川島選手は語学学習のモチベーションを持続させるコツとしてあれこれ試していたそうです。「英単語3000」みたいなものから英検4級、5級の問題集、TOEIC,TOEFLなどの参考書も片っ端から挑戦。英会話スクールのECCに通ったり、イングリッシュタウンでオンライン受講していたことも。

さらに「先生探すドットコム」で個人レッスンも試していたそうです。なかには途中で挫折したものもあったようですが、あれこれ試しながらも英語学習はずっと継続していたことが分かりますよね。ちなみに現在は「ロゼッタストーン」に落ち着いているそうです。

 

 

・相手に「わからない」と伝えることもコミュニケーションのひとつ。p115

これは私も耳が痛いです。最初のころは「聞き返す」ことに抵抗があり、なんとなく分かったふりをしたり、愛想笑をして済ませたことが良くありました。

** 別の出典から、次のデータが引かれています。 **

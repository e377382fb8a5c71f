use crate::access_log::AccessLog;
use crate::error::SigilError;
use meridian_trie::MerkleTrieState;

/// The state threaded through a sequence of table operations: the trie
/// itself, plus the access log accumulated so far.
#[derive(Clone, Debug)]
pub struct StoreState {
    pub trie: MerkleTrieState,
    pub access_log: AccessLog,
}

impl StoreState {
    pub fn genesis() -> Self {
        StoreState {
            trie: MerkleTrieState::genesis(),
            access_log: AccessLog::empty(),
        }
    }
}

/// A stateful, fallible computation over `StoreState`. Composition is
/// sequential: `bind` threads the state through in order and
/// short-circuits on the first failure, discarding the state at the
/// point of failure. There is deliberately no rollback-to-start
/// behavior — a failed `StoreF` simply never produces a successor
/// state.
pub struct StoreF<A> {
    run: Box<dyn FnOnce(StoreState) -> Result<(StoreState, A), SigilError>>,
}

impl<A: 'static> StoreF<A> {
    pub fn from_fn(
        f: impl FnOnce(StoreState) -> Result<(StoreState, A), SigilError> + 'static,
    ) -> Self {
        StoreF { run: Box::new(f) }
    }

    /// Returns `a` unchanged, leaving the state untouched.
    pub fn pure(a: A) -> Self {
        StoreF::from_fn(move |state| Ok((state, a)))
    }

    /// Fails immediately with `error`.
    pub fn raise(error: SigilError) -> Self {
        StoreF::from_fn(move |_state| Err(error))
    }

    pub fn run(self, state: StoreState) -> Result<(StoreState, A), SigilError> {
        (self.run)(state)
    }

    /// Runs `self` to completion, then threads its resulting state and
    /// value into `f`. This is the monad's sequencing operation.
    pub fn bind<B: 'static>(self, f: impl FnOnce(A) -> StoreF<B> + 'static) -> StoreF<B> {
        StoreF::from_fn(move |state| {
            let (state, a) = (self.run)(state)?;
            (f(a).run)(state)
        })
    }

    pub fn map<B: 'static>(self, f: impl FnOnce(A) -> B + 'static) -> StoreF<B> {
        self.bind(move |a| StoreF::pure(f(a)))
    }

    /// Runs `self` then `next`, discarding `self`'s value.
    pub fn then<B: 'static>(self, next: StoreF<B>) -> StoreF<B> {
        self.bind(move |_| next)
    }
}

/// Runs a sequence of `StoreF<()>` computations in order, short-circuiting
/// on the first failure. Useful for a reducer that performs several
/// writes in a row.
pub fn sequence(steps: Vec<StoreF<()>>) -> StoreF<()> {
    steps
        .into_iter()
        .fold(StoreF::pure(()), |acc, step| acc.then(step))
}

#[cfg(test)]
mod tests {
    use super::*;

    #[test]
    fn pure_leaves_state_untouched() {
        let state = StoreState::genesis();
        let (state, value) = StoreF::pure(7).run(state).unwrap();
        assert_eq!(value, 7);
        assert!(state.trie.current_root.is_none());
    }

    #[test]
    fn bind_threads_state_and_short_circuits_on_error() {
        let state = StoreState::genesis();
        let result = StoreF::pure(1)
            .bind(|_| StoreF::<i32>::raise(SigilError::other("boom")))
            .bind(|_| StoreF::pure(2))
            .run(state);
        assert!(result.is_err());
    }

    #[test]
    fn map_transforms_the_value_only() {
        let state = StoreState::genesis();
        let (_, value) = StoreF::pure(3).map(|v| v * 2).run(state).unwrap();
        assert_eq!(value, 6);
    }

    #[test]
    fn sequence_runs_steps_in_order() {
        let state = StoreState::genesis();
        let log = std::sync::Arc::new(std::sync::Mutex::new(Vec::new()));
        let log1 = log.clone();
        let log2 = log.clone();
        let steps = vec![
            StoreF::from_fn(move |s| {
                log1.lock().unwrap().push(1);
                Ok((s, ()))
            }),
            StoreF::from_fn(move |s| {
                log2.lock().unwrap().push(2);
                Ok((s, ()))
            }),
        ];
        sequence(steps).run(state).unwrap();
        assert_eq!(*log.lock().unwrap(), vec![1, 2]);
    }
}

「もう少しゆっくり話して」「〇〇(単語)ってどういう意味?」「もうちょっと分かりやすく」こういった表現を身に付けるだけで相手とのコミュニケーションを一歩進める事ができます。

 

・「自分は語学には向かないんだ」とは、決して思ってはいけない
・わからないままとりあえず先に進めてみる
・ひとつの課題、ひとつの学習法で立ち止まらない。p95,96

英会話の勉強法や教材が自分に合わなくても、そこで自信を無くしたり自分を責めたりせずに「相性が悪かっただけ」と思って、次の学習方法にいくことを川島選手は勧めています。英会話を勉強する目的が、英会話を上達させるから1つの教材・方法を最後までやるに変わっちゃっていますからね。
また、勉強でどうしても分らないことが合った場合、そこにこだわらずにとにかく進めてみるのも1つの手段。なぜなら後で振り返ると「どうしてこんなところでつまづいていたんだろう?」と時間が解決してくれることもあるからだそうです。

 

・失敗した自分を楽しめるくらいほうが、語学の勉強がずっと楽しくなる p169

私はすごく良い考えだなぁと思いました。自分の英語が相手に通じなかったり、聞き取れなくても「まだ勉強中だから」と思えば気持ちが楽になります。

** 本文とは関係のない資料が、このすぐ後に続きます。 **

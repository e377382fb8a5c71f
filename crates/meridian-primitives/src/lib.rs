//! Fixed-width and length-prefixed primitive types built on top of the
//! byte/JSON codec layer: arbitrary-precision integers, order-preserving
//! strings, trie nibble sequences, and the fixed 256-bit word used for
//! account balances and similar quantities.

mod bigint;
mod bignat;
mod nibbles;
mod uint256;
mod utf8;
mod utf8_key;

pub use bigint::BigIntValue;
pub use bignat::{BigNat, BigNatUnderflow};
pub use nibbles::Nibbles;
pub use uint256::{UInt256, UInt256Failure};
pub use utf8::Utf8;
pub use utf8_key::Utf8Key;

自分が表現を間違えて相手がポカンとしても「あ、間違えた(笑」って言えばその場を笑いに変える事も出来ますよね。

 

失敗と学びのサイクルは楽しい

川島選手が語学を習得できたのは、失敗しては学び、学んで実際に使ってみては学びなおし、、、その試行錯誤をずっとやってきたからこそだと思います。

 

そして試行錯誤の結果、川島選手の中から「失敗」が消えて行ったように見えました。肩ひじ張らず、気楽に外国語の習得を楽しんでいるのです。もし相手に言葉が伝わらなかったら「間違った」で済ませて、なぜ間違ったのか軌道修正をして学びなおしています。

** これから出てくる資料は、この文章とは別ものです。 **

use meridian_codec::ByteEncode;
use meridian_primitives::BigNat;
use std::collections::BTreeSet;

/// An ordered sequence of string segments identifying a mount location,
/// e.g. `["app", "accounts"]`.
#[derive(Clone, Debug, PartialEq, Eq, PartialOrd, Ord, Hash)]
pub struct Path(Vec<String>);

impl Path {
    pub fn new(segments: impl IntoIterator<Item = impl Into<String>>) -> Self {
        Path(segments.into_iter().map(Into::into).collect())
    }

    pub fn root() -> Self {
        Path(Vec::new())
    }

    pub fn segments(&self) -> &[String] {
        &self.0
    }

    pub fn join(&self, segment: impl Into<String>) -> Path {
        let mut segments = self.0.clone();
        segments.push(segment.into());
        Path(segments)
    }
}

/// `BigNat(len(utf8(s))) ++ utf8(s) ++ 0x00`.
pub fn encode_segment(s: &str) -> Vec<u8> {
    let bytes = s.as_bytes();
    let mut out = BigNat::from_usize(bytes.len()).encode();
    out.extend_from_slice(bytes);
    out.push(0x00);
    out
}

/// `BigNat(n) ++ ∏ encodeSegment(pᵢ)`.
pub fn encode_path(path: &Path) -> Vec<u8> {
    let mut out = BigNat::from_usize(path.0.len()).encode();
    for segment in &path.0 {
        out.extend(encode_segment(segment));
    }
    out
}

/// `encodePath(path) ++ encodeSegment(name)` — the byte prefix under
/// which a mounted table's keys live.
pub fn table_prefix(path: &Path, name: &str) -> Vec<u8> {
    let mut out = encode_path(path);
    out.extend(encode_segment(name));
    out
}

/// Runtime enforcement of prefix-freedom: no two distinct `(Path,
/// name)` pairs registered through the same validator may produce a
/// table prefix that is a prefix of another's.
#[derive(Default)]
pub struct PrefixFreePath {
    prefixes: BTreeSet<Vec<u8>>,
}

#[derive(Debug, Clone, PartialEq, Eq, thiserror::Error)]
#[error("table prefix for ({path:?}, {name:?}) is not prefix-free: conflicts with an existing mount")]
pub struct PrefixCollision {
    pub path: Path,
    pub name: String,
}

impl PrefixFreePath {
    pub fn new() -> Self {
        Self::default()
    }

    /// Registers `(path, name)`'s table prefix, failing if it collides
    /// (in either direction) with a previously registered one.
    pub fn register(&mut self, path: &Path, name: &str) -> Result<Vec<u8>, PrefixCollision> {
        let candidate = table_prefix(path, name);
        for existing in &self.prefixes {
            if existing.starts_with(&candidate) || candidate.starts_with(existing.as_slice()) {
                return Err(PrefixCollision {
                    path: path.clone(),
                    name: name.to_string(),
                });
            }
        }
        self.prefixes.insert(candidate.clone());
        Ok(candidate)
    }
}

#[cfg(test)]
mod tests {
    use super::*;

    #[test]
    fn differing_segment_counts_are_not_prefixes_of_each_other() {
        let p1 = table_prefix(&Path::new(["app", "accounts"]), "balances");
        let p2 = table_prefix(&Path::new(["app", "accountants"]), "balances");
        assert!(!p1.starts_with(p2.as_slice()));
        assert!(!p2.starts_with(p1.as_slice()));
    }

    #[test]
    fn shorter_path_is_never_a_prefix_of_a_longer_one() {
        let short = table_prefix(&Path::new(["app"]), "x");
        let long = table_prefix(&Path::new(["app", "sub"]), "x");
        assert!(!long.starts_with(short.as_slice()));
    }

    #[test]
    fn registrar_rejects_colliding_mounts() {
        let mut registrar = PrefixFreePath::new();
        registrar.register(&Path::new(["app"]), "accounts").unwrap();
        assert!(registrar.register(&Path::new(["app"]), "accounts").is_err());
        assert!(registrar.register(&Path::new(["app", "x"]), "y").is_ok());
    }
}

失敗=学びのキッカケ、と捉えているのかもしれませんね。

 

そんな捉え方をしているから、川島選手はどんどん失敗しては学びなおし、外国語を上達させていっているのだと思います。

 

まとめ

本書は具体的な勉強方法が書いてあるわけではありません。

しかし重要なことは、川島選手が自身の置かれた環境を最大限に活かして勉強方法を確立していったプロセスや考え方を私たちが学びとれるかどうかだと思います。

 

仮に川島選手が海外移籍が決まらず国内にいたとしても自分なりのやり方を探して外国語を習得していたのではないでしょうか。

 

もし英語の勉強方法に行き詰まりを感じていたのなら読んでみてはいかがでしょう。
7か国語を習得した川島選手の考え方はとても参考になります。

 

そして、「勉強を頑張ろう!」と気持ちが奮い立ってきます。

 

「本当に英語を話したいキミへ」は語学習得を志している人にぜひお勧めしたい本です。